All this certainly doesn’t look good for any of the parties involved.
And the timing is not great for NetQin, as the company just submitted the IPO application in mid-march. You can read more about on ichinastock.com
Now, NetQin is claiming innocence here. Look at the following, which was added to the bottom of this Cellular news article:
Update: 24th March 2011: We have received a legal letter from NetQin stating that the article above is based on incorrect information - we have requested a statement confirming the facts.
It will certainly be interesting to see what happens next. Who said the murky worlds of mobiles, apps and security was dull?
(Thank you to Sophos malware researcher Xiaochuan Zhang, who helped me unravel this story. )
(Picture of mobile with China flag courtesy of mtsoft.com)
It makes me nervous that so many of our electronics are made in China. Who knows what is really installed? I got a Seagate backup hard drive 15 months ago; it operated very oddly and was difficult to uninstall. Finally I wiped the computer drive clean and reinstalled my software and docs…but not the Seagate. I've wondered what was really on that drive, made, of course, in China.
It makes me nervous that so many of our electronics are made in the USA. Who knows what the NSA has installed?
that's not true, it is more like they are trapped by the company whoes product is 360, they use the same way in blaming Tencent.

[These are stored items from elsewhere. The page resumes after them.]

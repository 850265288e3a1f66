use anyhow::Result;
use clap::Args;
use colored::{ColoredString, Colorize};
use std::path::PathBuf;

use squat_coach::models::{AnalysisResult, MetricKind, MetricScore, Rating};
use squat_coach::SquatAnalysisService;

use crate::config::{Config, OutputFormat};

#[derive(Args)]
pub struct AnalyzeCommand {
    /// Landmark JSON file (array of {timestamp, landmarks})
    input: PathBuf,

    /// Output format, overrides the config file
    #[arg(short, long, value_enum)]
    format: Option<OutputFormat>,
}

impl AnalyzeCommand {
    pub fn execute(self, config: &Config) -> Result<()> {
        if !config.output.color {
            colored::control::set_override(false);
        }

        let frames = super::read_frames(&self.input)?;
        let service = SquatAnalysisService::new(config.analysis.clone());

        let result = service
            .analyze(&frames)
            .map_err(|err| super::report_failure("Analysis", &err))?;

        match self.format.unwrap_or(config.output.format) {
            OutputFormat::Json => println!("{}", serde_json::to_string_pretty(&result)?),
            OutputFormat::Text => print!("{}", render_report(&result)),
        }

        Ok(())
    }
}

fn rating_label(rating: Rating) -> ColoredString {
    let label = rating.to_string();
    match rating {
        Rating::Green => label.green(),
        Rating::Yellow => label.yellow(),
        Rating::Red => label.red().bold(),
    }
}

fn score_cell(score: Option<&MetricScore>) -> ColoredString {
    match score {
        Some(score) => {
            let cell = format!("{:>5}", score.score);
            match score.rating {
                Rating::Green => cell.green(),
                Rating::Yellow => cell.yellow(),
                Rating::Red => cell.red(),
            }
        }
        None => format!("{:>5}", "-").normal(),
    }
}

/// Plain-text report: overview, overall metrics, per-rep scores and flagged issues
pub fn render_report(result: &AnalysisResult) -> String {
    let mut out = String::new();

    out.push_str(&format!("{}\n", "Squat Analysis".bold()));
    out.push_str("────────────────────────────────\n");
    out.push_str(&format!(
        "Reps: {}   Camera: {}   Exercise: {}\n",
        result.rep_count, result.camera_angle, result.exercise_type
    ));
    out.push_str(&format!("Overall score: {:.0}\n\n", result.overall_score()));

    out.push_str(&format!(
        "{:<20} {:>5}  {:<7} {:<10} {}\n",
        "Metric", "Score", "Rating", "Confidence", "Summary"
    ));
    for (kind, score) in &result.overall {
        out.push_str(&format!(
            "{:<20} {}  {:<7} {:<10} {}\n",
            kind.label(),
            score_cell(Some(score)),
            rating_label(score.rating),
            score.confidence.to_string(),
            score.summary
        ));
    }

    out.push('\n');
    out.push_str(&format!("{:<20}", "Per rep"));
    for rep in &result.reps {
        out.push_str(&format!(" {:>5}", format!("#{}", rep.rep_number)));
    }
    out.push('\n');
    for kind in MetricKind::ALL {
        out.push_str(&format!("{:<20}", kind.label()));
        for rep in &result.reps {
            out.push_str(&format!(" {}", score_cell(rep.metric(kind))));
        }
        out.push('\n');
    }

    let flagged = result.flagged_metrics();
    if !flagged.is_empty() {
        out.push('\n');
        out.push_str(&format!("{}\n", "Needs work".red().bold()));
        for (kind, score) in flagged {
            out.push_str(&format!("  • {}: {}\n", kind.label(), score.summary));
            if !score.issue_frames.is_empty() {
                let frames: Vec<String> = score.issue_frames.iter().map(|f| f.to_string()).collect();
                out.push_str(&format!("    frames {}\n", frames.join(", ")));
            }
        }
    }

    out
}

#[cfg(test)]
mod tests {
    use super::*;
    use squat_coach::models::{CameraAngle, ExerciseType, RepData};
    use std::collections::BTreeMap;

    fn sample_result() -> AnalysisResult {
        let mut metrics = BTreeMap::new();
        metrics.insert(MetricKind::Depth, MetricScore::new(92.0, "Hip crease below the knee", vec![]));
        metrics.insert(MetricKind::KneeTracking, MetricScore::new(30.0, "Knees drifted", vec![40, 41]));

        let rep = RepData {
            rep_number: 1,
            start_frame: 0,
            bottom_frame: 15,
            end_frame: 30,
            start_time: 0.0,
            bottom_time: 0.5,
            end_time: 1.0,
            metrics: metrics.clone(),
        };

        AnalysisResult {
            reps: vec![rep],
            overall: metrics,
            rep_count: 1,
            exercise_type: ExerciseType::Squat,
            camera_angle: CameraAngle::Frontal,
        }
    }

    #[test]
    fn test_report_lists_metrics_and_flags() {
        colored::control::set_override(false);
        let report = render_report(&sample_result());

        assert!(report.contains("Reps: 1   Camera: frontal   Exercise: squat"));
        assert!(report.contains("Depth"));
        assert!(report.contains("Knee tracking"));
        assert!(report.contains("Needs work"));
        assert!(report.contains("frames 40, 41"));
    }
}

If Netqin is offered and IPO from SEC, then there is really no justice in China because not only fraud but the revenue of Netqin is also fake and forged.
I had a strange directory name (Felilu) with junk like data on my s60v3 with netqin products installed and I am NOT in China, I also carry a strict “signed only” with online cert check and “no piracy or hacks” policy myself.
Sad thing is, I reinstalled firmware to my phone (because of problems) and I don’t have that directory to share content (or image if possible) with av companies.
The dumbest of all is, they HAVE good products shipped, especially that mobile manager. That thing amazes me, with some polish and better UI gfx/ui language, they could be king of mobile utility market.
Absurd. Really absurd. You know the real mystery? My device -too- slowed down for a while, that was one of reasons I got into trouble of reinstall flrmware w/o backup.
Sorry for double comment but you “real” security companies, like Sophos, F-secure, Kaspersky, Intego (Mac) and Clam project should setup an organisation for industry at least for an unified statement for such scandals and share data in more official way.
Perhaps membership should be invite only for new comers.
What Netqin did may have cost bilions to real security industry with mlllions of hours wasted. Why? Because that crook managed to let hopeless paranoids have some kind of verification. You know “av companies code viruses” guys. Now, they will say “didn’t I say so?”